━━━ Extracted material ━━━

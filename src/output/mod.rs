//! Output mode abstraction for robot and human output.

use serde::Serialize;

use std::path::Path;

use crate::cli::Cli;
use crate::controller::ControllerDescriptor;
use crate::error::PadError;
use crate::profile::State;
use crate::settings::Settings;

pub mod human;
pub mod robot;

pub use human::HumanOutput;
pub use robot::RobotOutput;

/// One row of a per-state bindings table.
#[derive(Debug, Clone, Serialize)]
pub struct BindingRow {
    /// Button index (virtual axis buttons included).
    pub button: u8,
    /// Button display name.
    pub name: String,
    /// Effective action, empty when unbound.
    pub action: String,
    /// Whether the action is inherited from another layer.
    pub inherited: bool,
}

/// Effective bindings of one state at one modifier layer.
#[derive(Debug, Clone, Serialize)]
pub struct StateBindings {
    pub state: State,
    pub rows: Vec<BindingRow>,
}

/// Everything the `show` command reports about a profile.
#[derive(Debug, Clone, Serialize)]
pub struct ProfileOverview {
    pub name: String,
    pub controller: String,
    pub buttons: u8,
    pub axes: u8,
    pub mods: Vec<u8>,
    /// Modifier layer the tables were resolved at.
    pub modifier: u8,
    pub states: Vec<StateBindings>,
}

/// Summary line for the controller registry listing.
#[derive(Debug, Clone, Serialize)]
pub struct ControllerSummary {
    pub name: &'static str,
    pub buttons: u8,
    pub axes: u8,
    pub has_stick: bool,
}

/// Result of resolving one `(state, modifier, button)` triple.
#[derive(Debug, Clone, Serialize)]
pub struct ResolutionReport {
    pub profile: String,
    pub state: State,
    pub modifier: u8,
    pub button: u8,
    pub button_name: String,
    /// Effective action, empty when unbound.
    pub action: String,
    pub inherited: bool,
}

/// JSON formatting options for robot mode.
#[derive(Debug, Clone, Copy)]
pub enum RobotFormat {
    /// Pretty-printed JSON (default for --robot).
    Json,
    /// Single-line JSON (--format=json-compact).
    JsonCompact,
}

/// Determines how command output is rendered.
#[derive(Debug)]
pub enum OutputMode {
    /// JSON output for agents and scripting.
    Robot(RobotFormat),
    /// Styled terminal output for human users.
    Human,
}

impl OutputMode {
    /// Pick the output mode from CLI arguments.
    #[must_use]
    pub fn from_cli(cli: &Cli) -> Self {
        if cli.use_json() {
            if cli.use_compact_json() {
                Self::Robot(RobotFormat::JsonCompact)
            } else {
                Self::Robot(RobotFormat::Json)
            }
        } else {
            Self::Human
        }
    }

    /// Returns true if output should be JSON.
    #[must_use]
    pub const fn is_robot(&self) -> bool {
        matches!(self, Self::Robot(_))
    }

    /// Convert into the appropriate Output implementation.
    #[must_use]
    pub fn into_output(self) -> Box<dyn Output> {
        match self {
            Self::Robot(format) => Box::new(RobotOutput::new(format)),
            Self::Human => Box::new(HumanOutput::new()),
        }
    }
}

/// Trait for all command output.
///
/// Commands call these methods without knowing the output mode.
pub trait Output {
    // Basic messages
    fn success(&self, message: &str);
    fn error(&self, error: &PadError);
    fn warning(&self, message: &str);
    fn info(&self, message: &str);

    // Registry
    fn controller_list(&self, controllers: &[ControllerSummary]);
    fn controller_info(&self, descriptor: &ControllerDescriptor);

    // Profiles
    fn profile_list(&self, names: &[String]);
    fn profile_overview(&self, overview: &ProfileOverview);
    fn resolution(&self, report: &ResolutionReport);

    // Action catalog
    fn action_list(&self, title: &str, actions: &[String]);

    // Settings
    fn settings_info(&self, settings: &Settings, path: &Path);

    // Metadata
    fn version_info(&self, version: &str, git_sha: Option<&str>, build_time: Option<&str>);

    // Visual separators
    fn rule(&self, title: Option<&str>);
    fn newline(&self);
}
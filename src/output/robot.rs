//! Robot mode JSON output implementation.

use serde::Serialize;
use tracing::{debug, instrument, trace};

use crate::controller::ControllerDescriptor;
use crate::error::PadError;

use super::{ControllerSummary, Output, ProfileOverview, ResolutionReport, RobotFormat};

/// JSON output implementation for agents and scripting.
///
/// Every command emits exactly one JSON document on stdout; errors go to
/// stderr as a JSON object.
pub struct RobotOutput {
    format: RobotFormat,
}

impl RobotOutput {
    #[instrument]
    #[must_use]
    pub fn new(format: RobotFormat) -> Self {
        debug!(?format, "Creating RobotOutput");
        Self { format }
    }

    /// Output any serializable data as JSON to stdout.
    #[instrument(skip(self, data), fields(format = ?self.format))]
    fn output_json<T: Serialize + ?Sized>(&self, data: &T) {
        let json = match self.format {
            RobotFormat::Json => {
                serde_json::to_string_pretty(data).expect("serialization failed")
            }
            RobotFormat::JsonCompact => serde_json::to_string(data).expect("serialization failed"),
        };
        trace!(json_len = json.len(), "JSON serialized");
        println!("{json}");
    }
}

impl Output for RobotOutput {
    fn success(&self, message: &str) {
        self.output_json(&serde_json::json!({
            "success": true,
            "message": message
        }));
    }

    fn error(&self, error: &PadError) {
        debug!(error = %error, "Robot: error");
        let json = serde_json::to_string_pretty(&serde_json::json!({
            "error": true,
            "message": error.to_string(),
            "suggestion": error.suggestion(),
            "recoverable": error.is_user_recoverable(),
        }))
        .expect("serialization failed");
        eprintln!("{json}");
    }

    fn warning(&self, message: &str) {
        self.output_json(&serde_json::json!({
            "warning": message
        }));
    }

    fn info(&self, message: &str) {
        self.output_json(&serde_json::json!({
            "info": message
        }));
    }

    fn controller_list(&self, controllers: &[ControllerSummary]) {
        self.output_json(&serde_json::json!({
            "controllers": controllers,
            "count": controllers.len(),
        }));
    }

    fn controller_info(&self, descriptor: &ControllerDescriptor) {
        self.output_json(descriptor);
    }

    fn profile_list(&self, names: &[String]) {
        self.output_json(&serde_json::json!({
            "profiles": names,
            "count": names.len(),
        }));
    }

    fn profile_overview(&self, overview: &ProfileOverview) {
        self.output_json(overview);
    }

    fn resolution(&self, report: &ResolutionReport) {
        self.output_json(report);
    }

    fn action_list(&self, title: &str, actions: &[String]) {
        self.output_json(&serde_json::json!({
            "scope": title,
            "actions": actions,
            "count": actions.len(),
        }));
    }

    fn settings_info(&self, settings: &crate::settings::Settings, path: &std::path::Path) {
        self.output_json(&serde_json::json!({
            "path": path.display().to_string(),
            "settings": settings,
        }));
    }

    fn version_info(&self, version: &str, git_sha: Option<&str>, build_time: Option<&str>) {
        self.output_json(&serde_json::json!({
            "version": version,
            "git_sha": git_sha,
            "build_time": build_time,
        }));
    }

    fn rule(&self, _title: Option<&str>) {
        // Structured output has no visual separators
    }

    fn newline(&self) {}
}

━━━

Work out how many lines of the entries include the word "version", and respond with that number and nothing more.

Response box: 3